Foi realizada uma laparotomia na porcos e exteriorizada do intestino e bexiga urinária. Dissecção cortante e contundente foi usado para esqueletizar da VCI de sua bifurcação distal à artéria renal direita proximal. Os tubos de Ti foram então enchidos com fluorescente marcado autólogo suspensão EPC e rodado em 10 RPH x 30 min para alcançar uniforme de células de ^{revestimento-9.} Após a administração de heparina 100 USP / kg, ambas as extremidades do IVC e uma veia lombar foram presos. A veinotomy 4 cm foi realizada eo dispositivo inserido e preenchido com tampão fosfato. Como o veinotomy foi fechada com uma sutura Prolene 4-0, um grampo foi removido para o IVC de-ar.
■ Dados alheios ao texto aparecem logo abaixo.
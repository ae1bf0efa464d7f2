use crate::battle_log::BattleLog;
use crate::data::RuleData;
use crate::sim::battle::Side;
use crate::sim::combatant::{Combatant, Status};
use crate::sim::field::{Field, Terrain};
use crate::sim::resolver::{ability_of, is_grounded, item_of};
use rand::rngs::SmallRng;

/// Who is trying to inflict an ailment.
#[derive(Clone, Copy, Debug, Eq, PartialEq)]
pub struct StatusAttempt {
    pub from_opponent: bool,
    pub ignores_abilities: bool,
}

impl StatusAttempt {
    /// Orbs, Rest and other self-inflicted ailments.
    pub const OWN: StatusAttempt = StatusAttempt {
        from_opponent: false,
        ignores_abilities: false,
    };

    pub fn by(attacker: &Combatant, rules: &RuleData) -> Self {
        Self {
            from_opponent: true,
            ignores_abilities: ability_of(attacker, rules).ignores_abilities,
        }
    }
}

/// Whether anything other than an existing ailment would stop `status`.
pub fn status_blocked(
    target: &Combatant,
    status: Status,
    target_side: Side,
    field: &Field,
    attempt: StatusAttempt,
    rules: &RuleData,
) -> bool {
    if target.is_fainted() || target.type_blocks_status(status) {
        return true;
    }
    let immune = |effect: &crate::data::effects::EffectData| {
        effect.immune_to_status(status) || (status == Status::Toxic && effect.immune_to_status(Status::Poison))
    };
    if !attempt.ignores_abilities && immune(ability_of(target, rules)) {
        return true;
    }
    if immune(item_of(target, rules)) {
        return true;
    }
    if attempt.from_opponent && field.sides[target_side.index()].safeguard > 0 {
        return true;
    }
    if is_grounded(target, field, rules) {
        match field.terrain {
            Some(Terrain::Misty) => return true,
            Some(Terrain::Electric) if status == Status::Sleep => return true,
            _ => {}
        }
    }
    false
}

/// Single entry point for primary ailments. Logs only on success.
pub fn inflict_status(
    target: &mut Combatant,
    status: Status,
    target_side: Side,
    field: &Field,
    attempt: StatusAttempt,
    rules: &RuleData,
    rng: &mut SmallRng,
    log: &mut BattleLog,
) -> bool {
    if target.status.is_some() || status_blocked(target, status, target_side, field, attempt, rules) {
        return false;
    }
    if !target.apply_status(status, rng) {
        return false;
    }
    log.log_status(&target.species, status.label());
    true
}
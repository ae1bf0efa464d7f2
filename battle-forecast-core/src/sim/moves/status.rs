use crate::data::effects::ExtendTarget;
use crate::data::moves::{CustomHandler, FieldChange, HazardKind, MoveData, MoveEffect};
use crate::data::types::Type;
use crate::data::{normalize_id, RuleData};
use crate::sim::battle::Side;
use crate::sim::combatant::{Combatant, Status, Volatile};
use crate::sim::decision::STRUGGLE;
use crate::sim::field::{Weather, ROOM_TURNS, SCREEN_TURNS, TAILWIND_TURNS, TERRAIN_TURNS, WEATHER_TURNS};
use crate::sim::moves::{drag_out, lookup_move};
use crate::sim::resolver::ailment::{inflict_status, status_blocked, StatusAttempt};
use crate::sim::resolver::boosts::{apply_boosts, BoostSource};
use crate::sim::resolver::{ability_of, effects_of, item_of};
use crate::sim::stats::{Stat, STAGE_MAX};
use crate::sim::switching::apply_stat_drop_reaction;
use crate::sim::turn::{resolve_move, TurnContext};
use rand::Rng;

/// Applies a status move's effect on behalf of `user`. Target checks have
/// already passed; anything that fails from here logs "But it failed!".
pub(crate) fn resolve_status(ctx: &mut TurnContext, user: Side, mv: &MoveData) {
    let applied = match &mv.effect {
        Some(MoveEffect::Status { status }) => inflict(ctx, user, *status),
        Some(MoveEffect::Volatile {
            volatile, target_self, ..
        }) => add_volatile(ctx, user, *volatile, *target_self),
        Some(MoveEffect::Boost { boosts, target_self }) => {
            let target = if *target_self { user } else { user.opponent() };
            let source = if *target_self { BoostSource::Own } else { BoostSource::Opponent };
            let mist = !*target_self && ctx.state.field.sides[target.index()].mist > 0;
            let outcome = apply_boosts(ctx.state.active_mut(target), boosts, source, mist, ctx.rules, ctx.log);
            if let Some(reaction) = outcome.reaction {
                apply_stat_drop_reaction(ctx.state, target, reaction, ctx.rules, ctx.log);
            }
            !outcome.applied.is_empty()
        }
        Some(MoveEffect::Field { change }) => change_field(ctx, user, *change),
        Some(MoveEffect::Hazard { hazard }) => set_hazard(ctx, user, *hazard),
        Some(MoveEffect::Custom { handler }) => custom(ctx, user, *handler),
        None => mv.heal.is_some() || mv.force_switch,
    };
    let healed = match mv.heal {
        Some(ratio) => heal_user(ctx, user, ratio, mv.effect.is_none()),
        None => true,
    };
    let dragged = !mv.force_switch || drag_out(ctx, user.opponent());
    let succeeded = match (&mv.effect, mv.heal.is_some(), mv.force_switch) {
        (None, true, _) => healed,
        (None, false, true) => dragged,
        _ => applied,
    };
    // Boost moves log their own "won't go any higher" lines.
    if !succeeded && !matches!(mv.effect, Some(MoveEffect::Boost { .. })) {
        ctx.log.log_fail();
    }
}

fn inflict(ctx: &mut TurnContext, user: Side, status: Status) -> bool {
    let target_side = user.opponent();
    let attempt = StatusAttempt::by(ctx.state.active(user), ctx.rules);
    let field = ctx.state.field.clone();
    let target = ctx.state.active_mut(target_side);
    if target.status == Some(status) {
        ctx.log.push(format!("{} is already {}!", target.species, status.label()));
        return true;
    }
    inflict_status(target, status, target_side, &field, attempt, ctx.rules, ctx.rng, ctx.log)
}

/// Ability or item on the target that shrugs off this volatile.
fn volatile_immune(target: &Combatant, volatile: Volatile, ignore_ability: bool, rules: &RuleData) -> bool {
    effects_of(target, rules)
        .iter()
        .enumerate()
        .filter(|(idx, _)| !(ignore_ability && *idx == 0))
        .any(|(_, effect)| effect.volatile_immunities.contains(&volatile))
}

fn add_volatile(ctx: &mut TurnContext, user: Side, volatile: Volatile, target_self: bool) -> bool {
    if volatile == Volatile::PerishSong {
        return perish_song(ctx);
    }
    let target_side = if target_self { user } else { user.opponent() };
    let ignore_ability = !target_self && ability_of(ctx.state.active(user), ctx.rules).ignores_abilities;
    let target = ctx.state.active_mut(target_side);
    if target.is_fainted() || target.has_volatile(volatile) {
        return false;
    }
    if !target_self && volatile_immune(target, volatile, ignore_ability, ctx.rules) {
        ctx.log.push(format!("It doesn't affect {}...", target.species));
        return true;
    }

    let counter = match volatile {
        Volatile::Substitute => {
            let cost = target.max_hp() / 4;
            if cost == 0 || target.current_hp <= cost {
                return false;
            }
            target.take_damage(cost);
            target.substitute_hp = cost;
            0
        }
        Volatile::LeechSeed => {
            if target.has_type(Type::Grass) {
                ctx.log.push(format!("It doesn't affect {}...", target.species));
                return true;
            }
            0
        }
        Volatile::Encore => {
            let Some(last) = target.last_move.clone() else {
                return false;
            };
            if normalize_id(&last) == normalize_id(STRUGGLE) {
                return false;
            }
            target.encore_move = Some(last);
            volatile.initial_counter()
        }
        Volatile::Disable => {
            let Some(last) = target.last_move.clone() else {
                return false;
            };
            target.disabled_move = Some(last);
            volatile.initial_counter()
        }
        Volatile::Yawn => {
            let field = ctx.state.field.clone();
            let attempt = StatusAttempt {
                from_opponent: true,
                ignores_abilities: ignore_ability,
            };
            let target = ctx.state.active(target_side);
            if target.status.is_some() || status_blocked(target, Status::Sleep, target_side, &field, attempt, ctx.rules) {
                return false;
            }
            volatile.initial_counter()
        }
        Volatile::Nightmare => {
            if target.status != Some(Status::Sleep) {
                return false;
            }
            0
        }
        Volatile::Confusion => ctx.rng.gen_range(2..=5),
        _ => volatile.initial_counter(),
    };

    let target = ctx.state.active_mut(target_side);
    target.add_volatile(volatile, counter);
    let line = volatile_message(volatile, &target.species);
    ctx.log.push(line);
    true
}
#[cfg(test)]
mod tests {
    use super::*;
    use crate::battle_log::BattleLog;
    use crate::data::effects::EffectData;
    use crate::data::moves::{MoveCategory, MoveFlags};
    use crate::data::types::Type;
    use crate::data::RuleData;
    use crate::engine::EngineConfig;
    use crate::sim::battle::{BattleState, Party};
    use crate::sim::combatant::{Combatant, Status};
    use crate::sim::damage::LocalDamageCalc;
    use crate::sim::stats::StatBlock;
    use rand::SeedableRng;

    fn make_mon(species: &str, types: Vec<Type>) -> Combatant {
        Combatant::new(species, 50, types, StatBlock::new(160, 100, 100, 100, 100, 100)).with_moves(["Tackle"])
    }

    fn run(state: &mut BattleState, rules: &RuleData, mv: &MoveData, seed: u64) -> BattleLog {
        let mut rng = SmallRng::seed_from_u64(seed);
        let mut log = BattleLog::new();
        let config = EngineConfig::default();
        let mut ctx = TurnContext {
            state,
            rules,
            calc: &LocalDamageCalc,
            config: &config,
            rng: &mut rng,
            log: &mut log,
        };
        resolve_damaging(&mut ctx, Side::Player, mv);
        log
    }

    fn duel() -> BattleState {
        BattleState::new(
            Party::new(vec![make_mon("User", vec![Type::Normal]), make_mon("Reserve", vec![Type::Normal])]),
            Party::new(vec![make_mon("Target", vec![Type::Normal]), make_mon("Backup", vec![Type::Normal])]),
        )
    }

    #[test]
    fn multihit_distribution_and_skill_link() {
        let mut rng = SmallRng::seed_from_u64(11);
        let mv = MoveData {
            multihit: Some([2, 5]),
            ..MoveData::new("Bullet Seed", Type::Grass, MoveCategory::Physical, 25)
        };
        for _ in 0..50 {
            assert!((2..=5).contains(&multihit_count(&mv, false, &mut rng)));
        }
        assert_eq!(multihit_count(&mv, true, &mut rng), 5);
        let fixed = MoveData {
            multihit: Some([2, 2]),
            ..MoveData::new("Double Kick", Type::Fighting, MoveCategory::Physical, 30)
        };
        assert_eq!(multihit_count(&fixed, false, &mut rng), 2);
    }

    #[test]
    fn high_crit_stages_always_crit() {
        let mut rng = SmallRng::seed_from_u64(5);
        assert!((0..20).all(|_| roll_crit(3, &mut rng)));
    }

    #[test]
    fn pivot_sets_must_switch_after_damage() {
        let rules = RuleData::new();
        let mut state = duel();
        let u_turn = MoveData {
            self_switch: true,
            ..MoveData::new("U-turn", Type::Bug, MoveCategory::Physical, 70)
        };
        run(&mut state, &rules, &u_turn, 1);
        assert!(state.active(Side::Ai).current_hp < 160);
        assert!(state.active(Side::Player).must_switch);
    }

    #[test]
    fn dragon_tail_drags_in_the_backup() {
        let rules = RuleData::new();
        let mut state = duel();
        let tail = MoveData {
            force_switch: true,
            ..MoveData::new("Dragon Tail", Type::Dragon, MoveCategory::Physical, 60)
        };
        let log = run(&mut state, &rules, &tail, 2);
        assert_eq!(state.party(Side::Ai).active, 1);
        assert!(state.party(Side::Ai).members[0].current_hp < 160);
        assert!(log.position("was dragged out!").is_some());
    }

    #[test]
    fn recoil_and_drain_follow_damage_dealt() {
        let rules = RuleData::new();
        let mut state = duel();
        let edge = MoveData {
            recoil: Some(1.0 / 3.0),
            ..MoveData::new("Double-Edge", Type::Normal, MoveCategory::Physical, 120)
        };
        run(&mut state, &rules, &edge, 3);
        let dealt = 160 - state.active(Side::Ai).current_hp;
        let recoil = 160 - state.active(Side::Player).current_hp;
        assert_eq!(recoil, fraction_of(dealt, 1.0 / 3.0));

        let mut state = duel();
        state.active_mut(Side::Player).current_hp = 10;
        let drain = MoveData {
            drain: Some(0.5),
            ..MoveData::new("Giga Drain", Type::Grass, MoveCategory::Special, 75)
        };
        run(&mut state, &rules, &drain, 3);
        let dealt = 160 - state.active(Side::Ai).current_hp;
        assert_eq!(state.active(Side::Player).current_hp, 10 + fraction_of(dealt, 0.5));
    }

    #[test]
    fn sheer_force_drops_guaranteed_riders() {
        let rules = RuleData::new().with_ability(EffectData {
            suppress_secondaries: true,
            ..EffectData::named("Sheer Force")
        });
        let ember = MoveData::new("Ember", Type::Fire, MoveCategory::Special, 40).with_secondary(Secondary {
            chance: 100,
            status: Some(Status::Burn),
            ..Secondary::default()
        });
        let mut state = duel();
        run(&mut state, &rules, &ember, 4);
        assert_eq!(state.active(Side::Ai).status, Some(Status::Burn));

        let mut state = duel();
        state.active_mut(Side::Player).ability = "Sheer Force".to_string();
        run(&mut state, &rules, &ember, 4);
        assert_eq!(state.active(Side::Ai).status, None);
    }

    #[test]
    fn rough_skin_and_static_punish_contact() {
        let rules = RuleData::new().with_ability(EffectData {
            contact_reaction: Some(ContactReaction {
                chance: 100,
                damage: Some(0.125),
                ..ContactReaction::default()
            }),
            ..EffectData::named("Rough Skin")
        });
        let mut state = duel();
        state.active_mut(Side::Ai).ability = "Rough Skin".to_string();
        let tackle = MoveData::new("Tackle", Type::Normal, MoveCategory::Physical, 40);
        run(&mut state, &rules, &tackle, 6);
        assert_eq!(state.active(Side::Player).current_hp, 140);

        let mut state = duel();
        state.active_mut(Side::Ai).ability = "Rough Skin".to_string();
        let swift = MoveData::new("Swift", Type::Normal, MoveCategory::Special, 60).with_flags(MoveFlags {
            protect: true,
            ..MoveFlags::default()
        });
        run(&mut state, &rules, &swift, 6);
        assert_eq!(state.active(Side::Player).current_hp, 160);
    }

    #[test]
    fn sturdy_survives_from_full() {
        let rules = RuleData::new().with_ability(EffectData {
            endure_at_full: true,
            ..EffectData::named("Sturdy")
        });
        let mut state = duel();
        state.active_mut(Side::Ai).ability = "Sturdy".to_string();
        let nuke = MoveData {
            fixed_damage: Some(500),
            ..MoveData::new("Nuke", Type::Normal, MoveCategory::Special, 1)
        };
        let log = run(&mut state, &rules, &nuke, 7);
        assert_eq!(state.active(Side::Ai).current_hp, 1);
        assert!(log.position("endured the hit").is_some());
    }

    #[test]
    fn substitute_absorbs_and_breaks() {
        let rules = RuleData::new();
        let mut state = duel();
        let target = state.active_mut(Side::Ai);
        target.add_volatile(Volatile::Substitute, 0);
        target.substitute_hp = 30;
        let hit = MoveData {
            fixed_damage: Some(50),
            ..MoveData::new("Sonic Boom", Type::Normal, MoveCategory::Special, 1)
        };
        let log = run(&mut state, &rules, &hit, 8);
        let target = state.active(Side::Ai);
        assert_eq!(target.current_hp, 160);
        assert!(!target.has_volatile(Volatile::Substitute));
        assert!(log.position("substitute faded").is_some());
    }

    #[test]
    fn moxie_boosts_on_ko() {
        let rules = RuleData::new().with_ability(EffectData {
            ko_boosts: [(Stat::Atk, 1)].into_iter().collect(),
            ..EffectData::named("Moxie")
        });
        let mut state = duel();
        state.active_mut(Side::Player).ability = "Moxie".to_string();
        state.active_mut(Side::Ai).current_hp = 1;
        let hit = MoveData {
            fixed_damage: Some(20),
            ..MoveData::new("Sonic Boom", Type::Normal, MoveCategory::Special, 1)
        };
        let log = run(&mut state, &rules, &hit, 9);
        assert!(state.active(Side::Ai).is_fainted());
        assert_eq!(state.active(Side::Player).stage(Stat::Atk), 1);
        assert!(log.position("Target fainted!").is_some());
    }
}
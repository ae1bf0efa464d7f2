use crate::sim::battle::Side;
use serde_json::json;

/// Ordered, human-readable record of one turn.
#[derive(Clone, Debug, Default, PartialEq, Eq)]
pub struct BattleLog {
    lines: Vec<String>,
}

impl BattleLog {
    pub fn new() -> Self {
        Self::default()
    }

    pub fn push(&mut self, line: impl Into<String>) {
        self.lines.push(line.into());
    }

    pub fn log_move(&mut self, side: Side, species: &str, move_name: &str) {
        self.lines
            .push(format!("[{}] {species} used {move_name}!", side.label()));
    }

    pub fn log_switch(&mut self, side: Side, outgoing: &str, incoming: &str) {
        self.lines.push(format!(
            "[{}] {outgoing} was switched out for {incoming}.",
            side.label()
        ));
    }

    pub fn log_cant_move(&mut self, side: Side, species: &str, reason: &str) {
        self.lines
            .push(format!("[{}] {species} {reason}", side.label()));
    }

    pub fn log_damage(&mut self, species: &str, dealt: u16, hp: u16, max_hp: u16) {
        self.lines
            .push(format!("{species} took {dealt} damage ({hp}/{max_hp})."));
    }

    pub fn log_heal(&mut self, species: &str, healed: u16, hp: u16, max_hp: u16) {
        self.lines
            .push(format!("{species} restored {healed} HP ({hp}/{max_hp})."));
    }

    pub fn log_status(&mut self, species: &str, status: &str) {
        self.lines.push(format!("{species} is {status}!"));
    }

    pub fn log_faint(&mut self, species: &str) {
        self.lines.push(format!("{species} fainted!"));
    }

    pub fn log_fail(&mut self) {
        self.lines.push("But it failed!".to_string());
    }

    pub fn lines(&self) -> &[String] {
        &self.lines
    }

    pub fn into_lines(self) -> Vec<String> {
        self.lines
    }

    pub fn is_empty(&self) -> bool {
        self.lines.is_empty()
    }

    pub fn extend(&mut self, other: BattleLog) {
        self.lines.extend(other.lines);
    }

    /// Index of the first line containing `needle`.
    pub fn position(&self, needle: &str) -> Option<usize> {
        self.lines.iter().position(|line| line.contains(needle))
    }

    pub fn to_json(&self) -> serde_json::Value {
        json!({ "log": self.lines })
    }
}

#[cfg(test)]
mod tests {
    use super::*;

    #[test]
    fn lines_keep_order_and_side_tags() {
        let mut log = BattleLog::new();
        log.log_move(Side::Player, "Fastmon", "Tackle");
        log.log_move(Side::Ai, "Slowmon", "Growl");
        assert_eq!(log.lines()[0], "[PLAYER] Fastmon used Tackle!");
        assert_eq!(log.position("[AI]"), Some(1));
        assert_eq!(log.to_json()["log"][1], "[AI] Slowmon used Growl!");
    }
}
use std::fmt;
use std::sync::Arc;
use std::time::Instant;

use crate::auth::credentials::Credentials;
use crate::dynamo::attributes::{AttributeUpdates, AttributeValueUpdate, Attributes};
use crate::dynamo::frame::{AwsFrame, Frame};
use crate::dynamo::value::AttributeValue;
use crate::error::{Error, Result};

/// One record of a table, bound to the frame it was read from.
///
/// Attributes fetched with the page are served locally; anything else is
/// read from the store on demand. Writes go straight to the store and are
/// not reflected in [`Item::attributes`], so an item is stale after `put`.
#[derive(Clone)]
pub struct Item {
    credentials: Arc<dyn Credentials>,
    frame: AwsFrame,
    table: String,
    attributes: Attributes,
    keys: Vec<String>,
}

impl Item {
    pub(crate) fn new(
        credentials: Arc<dyn Credentials>,
        frame: AwsFrame,
        table: &str,
        attributes: Attributes,
        keys: Vec<String>,
    ) -> Self {
        Self {
            credentials,
            frame,
            table: table.to_string(),
            attributes,
            keys,
        }
    }

    /// Value of `name`, loaded with a consistent read when it was not
    /// pre-fetched.
    pub async fn get(&self, name: &str) -> Result<AttributeValue> {
        if let Some(value) = self.attributes.get(name) {
            return Ok(value.clone());
        }
        let start = Instant::now();
        let value = self.load(name).await.map_err(|e| {
            e.context(format!(
                "Failed to get \"{name}\" from \"{}\" by {:?}",
                self.table, self.keys
            ))
        })?;
        log::info!(
            "#get('{}'): loaded '{}' from DynamoDB, in {}ms",
            name,
            value.as_ref().map_or_else(|| "nothing".to_string(), ToString::to_string),
            start.elapsed().as_millis()
        );
        value.ok_or_else(|| Error::MissingAttribute(format!("attribute \"{name}\" not found")))
    }

    /// True when the record has `name`, checked remotely when it was not
    /// pre-fetched.
    pub async fn has(&self, name: &str) -> Result<bool> {
        if self.attributes.contains_key(name) {
            return Ok(true);
        }
        let start = Instant::now();
        let has = self
            .load(name)
            .await
            .map_err(|e| {
                e.context(format!(
                    "Failed to check existence of \"{name}\" at \"{}\" by {:?}",
                    self.table, self.keys
                ))
            })?
            .is_some();
        log::info!(
            "#has('{}'): {} from DynamoDB, in {}ms",
            name,
            has,
            start.elapsed().as_millis()
        );
        Ok(has)
    }

    /// Change one attribute. Returns the updated attributes.
    pub async fn put(&self, name: &str, update: AttributeValueUpdate) -> Result<Attributes> {
        self.put_all(&AttributeUpdates::new().with(name, update)).await
    }

    /// Change several attributes at once, provided the record still exists.
    /// Returns the updated attributes with their new values.
    pub async fn put_all(&self, updates: &AttributeUpdates) -> Result<Attributes> {
        let key = self.attributes.only(&self.keys);
        let aws = self.credentials.aws().await?;
        let start = Instant::now();
        let reply = aws
            .update_item(&self.table, &key, updates, Some(&key))
            .await
            .map_err(|e| {
                e.context(format!(
                    "Failed to put {:?} into \"{}\" with {:?}",
                    updates.iter().map(|(name, _)| name).collect::<Vec<_>>(),
                    self.table,
                    self.keys
                ))
            })?;
        log::info!(
            "#put(): updated {} attribute(s) of an item in '{}', {}, in {}ms",
            updates.len(),
            self.table,
            reply.capacity,
            start.elapsed().as_millis()
        );
        Ok(reply.value)
    }

    /// The frame this item belongs to.
    pub fn frame(&self) -> Arc<dyn Frame> {
        Arc::new(self.frame.clone())
    }

    /// Attributes loaded together with the item.
    pub fn attributes(&self) -> &Attributes {
        &self.attributes
    }

    /// Primary key names of the table.
    pub fn keys(&self) -> &[String] {
        &self.keys
    }

    async fn load(&self, name: &str) -> Result<Option<AttributeValue>> {
        let aws = self.credentials.aws().await?;
        let reply = aws
            .get_item(
                &self.table,
                &self.attributes.only(&self.keys),
                &[name.to_string()],
                true,
            )
            .await?;
        Ok(reply.value.and_then(|item| item.get(name).cloned()))
    }
}

impl fmt::Debug for Item {
    fn fmt(&self, f: &mut fmt::Formatter<'_>) -> fmt::Result {
        f.debug_struct("Item")
            .field("table", &self.table)
            .field("attributes", &self.attributes)
            .field("keys", &self.keys)
            .finish()
    }
}
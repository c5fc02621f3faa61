//! AWS Signature Version 4 for DynamoDB JSON requests.
//!
//! Every request is a `POST /` with an empty query string, so the canonical
//! request only varies by host, date, target and body.

use chrono::{DateTime, Utc};
use hmac::{Hmac, Mac};
use sha2::{Digest, Sha256};

use crate::error::{Error, Result};

const SERVICE: &str = "dynamodb";
const ALGORITHM: &str = "AWS4-HMAC-SHA256";

/// Access keys used to sign requests.
#[derive(Clone, PartialEq, Eq)]
pub struct SigningKeys {
    pub access_key: String,
    pub secret_key: String,
    /// Session token of temporary keys.
    pub session_token: Option<String>,
}

impl SigningKeys {
    /// Long-lived access key pair.
    pub fn new(access_key: &str, secret_key: &str) -> Self {
        Self {
            access_key: access_key.to_string(),
            secret_key: secret_key.to_string(),
            session_token: None,
        }
    }

    /// Temporary keys also carry a session token.
    pub fn with_session_token(mut self, token: &str) -> Self {
        self.session_token = Some(token.to_string());
        self
    }
}

impl std::fmt::Debug for SigningKeys {
    fn fmt(&self, f: &mut std::fmt::Formatter<'_>) -> std::fmt::Result {
        f.debug_struct("SigningKeys")
            .field("access_key", &self.access_key)
            .field("session_token", &self.session_token.is_some())
            .finish_non_exhaustive()
    }
}

/// Header values to attach to a signed request.
#[derive(Debug, Clone, PartialEq, Eq)]
pub struct SignedHeaders {
    pub amz_date: String,
    pub authorization: String,
    pub security_token: Option<String>,
}

/// Sign one DynamoDB JSON 1.0 request.
pub fn sign_request(
    keys: &SigningKeys,
    region: &str,
    host: &str,
    target: &str,
    body: &[u8],
    now: DateTime<Utc>,
) -> Result<SignedHeaders> {
    let date_str = now.format("%Y%m%d").to_string();
    let amz_date = now.format("%Y%m%dT%H%M%SZ").to_string();
    let credential_scope = format!("{date_str}/{region}/{SERVICE}/aws4_request");

    let mut canonical_headers = format!(
        "content-type:{}\nhost:{}\nx-amz-date:{}\n",
        crate::dynamo::serviceclient::CONTENT_TYPE,
        host,
        amz_date
    );
    let mut signed_headers = String::from("content-type;host;x-amz-date");
    if let Some(token) = &keys.session_token {
        canonical_headers.push_str(&format!("x-amz-security-token:{token}\n"));
        signed_headers.push_str(";x-amz-security-token");
    }
    canonical_headers.push_str(&format!("x-amz-target:{target}\n"));
    signed_headers.push_str(";x-amz-target");

    let canonical_request = format!(
        "POST\n/\n\n{}\n{}\n{}",
        canonical_headers,
        signed_headers,
        hex_sha256(body)
    );

    let string_to_sign = format!(
        "{}\n{}\n{}\n{}",
        ALGORITHM,
        amz_date,
        credential_scope,
        hex_sha256(canonical_request.as_bytes())
    );

    let signature = calculate_signature(&keys.secret_key, &date_str, region, &string_to_sign)?;

    Ok(SignedHeaders {
        amz_date,
        authorization: format!(
            "{} Credential={}/{}, SignedHeaders={}, Signature={}",
            ALGORITHM, keys.access_key, credential_scope, signed_headers, signature
        ),
        security_token: keys.session_token.clone(),
    })
}

/// Host (with port, when present) of an endpoint URL.
pub fn extract_host(endpoint: &str) -> Result<String> {
    let host = endpoint
        .strip_prefix("http://")
        .or_else(|| endpoint.strip_prefix("https://"))
        .unwrap_or(endpoint);
    let host = host.split('/').next().unwrap_or(host);

    if host.is_empty() {
        return Err(Error::Config(format!("Invalid endpoint '{endpoint}'")));
    }

    Ok(host.to_string())
}

fn hex_sha256(data: &[u8]) -> String {
    let mut hasher = Sha256::new();
    hasher.update(data);
    hex::encode(hasher.finalize())
}

fn hmac_sha256(key: &[u8], data: &[u8]) -> Result<Vec<u8>> {
    let mut mac = Hmac::<Sha256>::new_from_slice(key)
        .map_err(|e| Error::Config(format!("Invalid signing key: {e}")))?;
    mac.update(data);
    Ok(mac.finalize().into_bytes().to_vec())
}

fn calculate_signature(
    secret_key: &str,
    date: &str,
    region: &str,
    string_to_sign: &str,
) -> Result<String> {
    let k_date = hmac_sha256(format!("AWS4{secret_key}").as_bytes(), date.as_bytes())?;
    let k_region = hmac_sha256(&k_date, region.as_bytes())?;
    let k_service = hmac_sha256(&k_region, SERVICE.as_bytes())?;
    let k_signing = hmac_sha256(&k_service, b"aws4_request")?;
    Ok(hex::encode(hmac_sha256(&k_signing, string_to_sign.as_bytes())?))
}
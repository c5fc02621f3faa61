/// Credentials, request signing and instance-profile keys.
pub mod auth;
/// DynamoDB frames, valves, cursors and the HTTP service client.
pub mod dynamo;
/// Error and result types shared by the crate.
pub mod error;
/// In-memory store for tests.
pub mod mock;
/// Retrying decorators over frames, valves, cursors, tables and regions.
pub mod retry;

pub use error::{Error, Result};

/// Logging verbosity for SDK operations.
#[derive(Debug, Clone, Copy, PartialEq, Eq, Default, serde::Serialize, serde::Deserialize)]
#[serde(rename_all = "lowercase")]
pub enum LogLevel {
    /// Dump request and response payloads at `debug`.
    Debug,
    /// Emit round-trip summaries only.
    #[default]
    Information,
}

impl LogLevel {
    /// True when wire payloads should be logged.
    pub fn is_debug(&self) -> bool {
        matches!(self, LogLevel::Debug)
    }
}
No final do procedimento, a fáscia foi aproximado com 0-PDS (polidioxanona sutura), o espaço subcutâneo fechado com Vicryl 2-0 ea pele fechados com grampos.

Após 3-21 dias, os porcos foram sacrificados, o dispositivo explantado en-bloco e fixa. Os tubos foram desmontados Ti e as superfícies internas fotografada com um microscópio de fluorescência.

Descobrimos que os tubos de metal simples Ti totalmente ocluído enquanto os tubos EPC-semeado permaneceu patente. Além disso, fomos capazes de demonstrar uma camada confluente de EPCs na superfície de sangue entrar em contato com seu interior.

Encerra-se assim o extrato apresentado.